Uh?
Now all my emails to and from senior management and production departments – I can be dead important at times, I’ll have you know – can be picked out of the air by anyone planted in the next room or even sitting outside on the steps and looking up at the street sign on which someone has so conveniently printed the company’s Wi-Fi password.
Well, they can pick up the data stream, but if they can read your email just like that you really ought to reconsider your provider. The last time I used any email connection that was not SSL protected was probably 15 years ago - no, I tell a lie, I have used cold SMTP for a test but that was via the old "telnet mailhost 25" route and issue the HELO command manually. Before you're impressed, I was only trying to get some data onto a network sniffer - the last Access All Areas hacker conference in London I was at (which is MANY years ago), I was watching a 12 year old girl do that. She must have gone far. But I digress.
Secondly, the use of Wifi is more or less foisted upon us by certain manufacturers who don't even provide ethernet ports anymore. New Apple kit, for instance, seems to pretend that there never was a wire involved, slightly spoiled by the fact that they are instead permanently hanging off a power supply cable instead because people don't know how to train a battery.
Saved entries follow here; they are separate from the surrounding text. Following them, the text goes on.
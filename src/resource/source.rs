//! External weather sources.

use std::time::Duration;

use chrono::NaiveDateTime;
use serde::Deserialize;
use tracing::debug;

use crate::error::ResourceError;
use crate::request::{Coordinates, DateRange};

/// What the planner asks a source for.
#[derive(Debug, Clone, Copy, PartialEq)]
pub struct ResourceQuery {
    pub coordinates: Coordinates,
    pub range: DateRange,
}

/// Raw hourly channels as returned by a source.
///
/// A channel is `None` when the source did not provide it at all.
#[derive(Debug, Clone, Default, PartialEq)]
pub struct RawResourceData {
    pub timestamps: Vec<NaiveDateTime>,
    pub irradiance_w_m2: Option<Vec<f64>>,
    pub wind_speed_m_s: Option<Vec<f64>>,
    pub temperature_c: Option<Vec<f64>>,
}

/// Describes an interface for retrieving hourly weather for a site.
pub trait ResourceSource: Send + Sync {
    /// Short label recorded in the series provenance.
    fn name(&self) -> &str;

    /// Fetches hourly channels for the query window.
    ///
    /// # Errors
    ///
    /// Returns a `ResourceError` on transport, status, or decoding failures.
    fn fetch(&self, query: &ResourceQuery) -> Result<RawResourceData, ResourceError>;
}

/// Open-Meteo historical archive client.
pub struct OpenMeteoSource {
    base_url: String,
    client: reqwest::blocking::Client,
}

#[derive(Debug, Deserialize)]
struct ArchiveResponse {
    hourly: Option<ArchiveHourly>,
}

#[derive(Debug, Deserialize)]
struct ArchiveHourly {
    time: Vec<String>,
    #[serde(default)]
    shortwave_radiation: Option<Vec<Option<f64>>>,
    #[serde(default)]
    wind_speed_10m: Option<Vec<Option<f64>>>,
    #[serde(default)]
    temperature_2m: Option<Vec<Option<f64>>>,
}

impl OpenMeteoSource {
    /// Creates a client with the given base URL and request timeout.
    ///
    /// # Errors
    ///
    /// Returns `ResourceError::Connection` if the HTTP client cannot be built.
    pub fn new(base_url: impl Into<String>, timeout: Duration) -> Result<Self, ResourceError> {
        let client = reqwest::blocking::Client::builder()
            .timeout(timeout)
            .build()
            .map_err(|e| ResourceError::Connection(e.to_string()))?;
        Ok(Self {
            base_url: base_url.into(),
            client,
        })
    }

    fn query_params(query: &ResourceQuery) -> Vec<(&'static str, String)> {
        vec![
            ("latitude", query.coordinates.latitude.to_string()),
            ("longitude", query.coordinates.longitude.to_string()),
            ("start_date", query.range.start_date.to_string()),
            ("end_date", query.range.end_date.to_string()),
            (
                "hourly",
                "shortwave_radiation,wind_speed_10m,temperature_2m".to_string(),
            ),
            ("wind_speed_unit", "ms".to_string()),
            ("timezone", "auto".to_string()),
        ]
    }
}

impl ResourceSource for OpenMeteoSource {
    fn name(&self) -> &str {
        "open-meteo"
    }

    fn fetch(&self, query: &ResourceQuery) -> Result<RawResourceData, ResourceError> {
        debug!(url = %self.base_url, "fetching hourly weather");
        let response = self
            .client
            .get(&self.base_url)
            .query(&Self::query_params(query))
            .send()?;

        let status = response.status();
        if !status.is_success() {
            return Err(ResourceError::Status(status.as_u16()));
        }

        let body: ArchiveResponse = response.json()?;
        parse_archive(body)
    }
}

fn parse_archive(body: ArchiveResponse) -> Result<RawResourceData, ResourceError> {
    let hourly = body
        .hourly
        .ok_or_else(|| ResourceError::Malformed("missing \"hourly\" block".to_string()))?;

    let timestamps = hourly
        .time
        .iter()
        .map(|t| NaiveDateTime::parse_from_str(t, "%Y-%m-%dT%H:%M"))
        .collect::<Result<Vec<_>, _>>()
        .map_err(|e| ResourceError::Parse(e.to_string()))?;

    Ok(RawResourceData {
        irradiance_w_m2: hourly.shortwave_radiation.and_then(fill_gaps),
        wind_speed_m_s: hourly.wind_speed_10m.and_then(fill_gaps),
        temperature_c: hourly.temperature_2m.and_then(fill_gaps),
        timestamps,
    })
}

/// Carries the last valid reading across null gaps.
///
/// A channel that is mostly null is treated as absent.
fn fill_gaps(values: Vec<Option<f64>>) -> Option<Vec<f64>> {
    let valid = values.iter().filter(|v| v.is_some_and(f64::is_finite)).count();
    if valid * 2 < values.len() || valid == 0 {
        return None;
    }
    let first = values.iter().flatten().copied().find(|v| v.is_finite())?;
    let mut last = first;
    Some(
        values
            .into_iter()
            .map(|v| match v {
                Some(x) if x.is_finite() => {
                    last = x;
                    x
                }
                _ => last,
            })
            .collect(),
    )
}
I even recall an experiment at a very large oil company which I'm not allowed to name but whose name involves remarkably few characters where in one department simply *everything* was on raw Internet - that is doable insofar you make sure you use decent VPNs. At the time the complexity made it too costly to continue, but now the tech is there to actually do this reasonably easy.
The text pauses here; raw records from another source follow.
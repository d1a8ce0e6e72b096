//! Hourly renewable-resource and weather series.

use chrono::{NaiveDateTime, Timelike};
use serde::{Deserialize, Serialize};

use crate::request::{Coordinates, DateRange};

/// Where a channel's values came from.
#[derive(Debug, Clone, Copy, PartialEq, Eq, Serialize, Deserialize)]
#[serde(rename_all = "snake_case")]
pub enum Provenance {
    Api,
    Synthetic,
}

/// Provenance for each channel of a [`ResourceSeries`].
#[derive(Debug, Clone, Copy, PartialEq, Eq, Serialize, Deserialize)]
pub struct ChannelProvenance {
    pub solar: Provenance,
    pub wind: Provenance,
    pub hydro: Provenance,
    pub temperature: Provenance,
}

impl ChannelProvenance {
    pub fn all(p: Provenance) -> Self {
        Self {
            solar: p,
            wind: p,
            hydro: p,
            temperature: p,
        }
    }

    /// True if any channel came from the external source.
    pub fn any_api(&self) -> bool {
        [self.solar, self.wind, self.hydro, self.temperature].contains(&Provenance::Api)
    }
}

/// One hour of resource and weather data.
#[derive(Debug, Clone, Copy, PartialEq, Serialize, Deserialize)]
pub struct HourlyResource {
    pub timestamp: NaiveDateTime,
    /// Global horizontal irradiance (W/m²).
    pub irradiance_w_m2: f64,
    /// Wind speed at 10 m (m/s).
    pub wind_speed_m_s: f64,
    /// Hydro availability as a fraction of nameplate (0..1).
    pub hydro_availability: f64,
    /// Outdoor dry-bulb temperature (°C).
    pub temperature_c: f64,
}

/// Ordered hourly series for one site and date range.
#[derive(Debug, Clone, PartialEq, Serialize, Deserialize)]
pub struct ResourceSeries {
    pub coordinates: Coordinates,
    pub range: DateRange,
    pub provenance: ChannelProvenance,
    /// Label of the source that produced the series.
    pub source: String,
    pub records: Vec<HourlyResource>,
}

impl ResourceSeries {
    pub fn len(&self) -> usize {
        self.records.len()
    }

    pub fn is_empty(&self) -> bool {
        self.records.is_empty()
    }

    /// Hour-of-day for every record.
    pub fn hours_of_day(&self) -> impl Iterator<Item = u32> + '_ {
        self.records.iter().map(|r| r.timestamp.hour())
    }

    /// Summary statistics over every channel.
    pub fn stats(&self) -> SeriesStats {
        SeriesStats::from_records(&self.records)
    }
}

/// Channel means and extremes.
#[derive(Debug, Clone, Copy, PartialEq, Serialize, Deserialize)]
pub struct SeriesStats {
    pub hours: usize,
    pub mean_irradiance_w_m2: f64,
    pub mean_wind_speed_m_s: f64,
    pub mean_hydro_availability: f64,
    pub mean_temperature_c: f64,
    pub min_temperature_c: f64,
    pub max_temperature_c: f64,
}

impl SeriesStats {
    pub fn from_records(records: &[HourlyResource]) -> Self {
        if records.is_empty() {
            return Self {
                hours: 0,
                mean_irradiance_w_m2: 0.0,
                mean_wind_speed_m_s: 0.0,
                mean_hydro_availability: 0.0,
                mean_temperature_c: 0.0,
                min_temperature_c: 0.0,
                max_temperature_c: 0.0,
            };
        }

        let n = records.len() as f64;
        let mut irr = 0.0;
        let mut wind = 0.0;
        let mut hydro = 0.0;
        let mut temp = 0.0;
        let mut t_min = f64::INFINITY;
        let mut t_max = f64::NEG_INFINITY;
        for r in records {
            irr += r.irradiance_w_m2;
            wind += r.wind_speed_m_s;
            hydro += r.hydro_availability;
            temp += r.temperature_c;
            t_min = t_min.min(r.temperature_c);
            t_max = t_max.max(r.temperature_c);
        }

        Self {
            hours: records.len(),
            mean_irradiance_w_m2: irr / n,
            mean_wind_speed_m_s: wind / n,
            mean_hydro_availability: hydro / n,
            mean_temperature_c: temp / n,
            min_temperature_c: t_min,
            max_temperature_c: t_max,
        }
    }
}

#[cfg(test)]
mod tests {
    use super::*;
    use chrono::NaiveDate;

    fn record(hour: u32, temp: f64) -> HourlyResource {
        HourlyResource {
            timestamp: NaiveDate::from_ymd_opt(2023, 6, 1)
                .unwrap()
                .and_hms_opt(hour, 0, 0)
                .unwrap(),
            irradiance_w_m2: 100.0,
            wind_speed_m_s: 4.0,
            hydro_availability: 0.5,
            temperature_c: temp,
        }
    }

    #[test]
    fn stats_of_empty_series_are_zero() {
        let s = SeriesStats::from_records(&[]);
        assert_eq!(s.hours, 0);
        assert_eq!(s.mean_temperature_c, 0.0);
    }

    #[test]
    fn stats_track_mean_and_extremes() {
        let s = SeriesStats::from_records(&[record(0, 10.0), record(1, 20.0), record(2, 30.0)]);
        assert_eq!(s.hours, 3);
        assert!((s.mean_temperature_c - 20.0).abs() < 1e-12);
        assert_eq!(s.min_temperature_c, 10.0);
        assert_eq!(s.max_temperature_c, 30.0);
        assert!((s.mean_wind_speed_m_s - 4.0).abs() < 1e-12);
    }

    #[test]
    fn any_api_detects_mixed_provenance() {
        let mut p = ChannelProvenance::all(Provenance::Synthetic);
        assert!(!p.any_api());
        p.temperature = Provenance::Api;
        assert!(p.any_api());
    }
}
The latter approach has one massive advantage for company devices: they are always subject to a reasonable degree of transport security, in the office of on an airport Wifi (which is always intercepted since 9/11 gave some people all the excuses they needed), and it enforces a security policy on Internet use. However, a BYOD device is in principle untrusted and should in my opinion never come near a core network.
Setting up a dirty LAN or a DMZ that proxies a limited set of open standards (umm, oh, Android doesn't support carddav or caldav?) and giving certificate based VPN access to that, OK, but not on the internal network. I like my layers, thank you, and giving an untrusted device access to a network that's one layer removed from the financial and personnel network is not going to happen on my watch.
I agree with the rationale of some of the BYOD demands, though. Sometimes, IT is indeed not that good in choosing devices that users actually want to work with (a massive understatement if you ever worked in a somewhat staid government department), but there is a business case to be made, and security to be imposed. Without that, I am happy to be Mordac the preventer.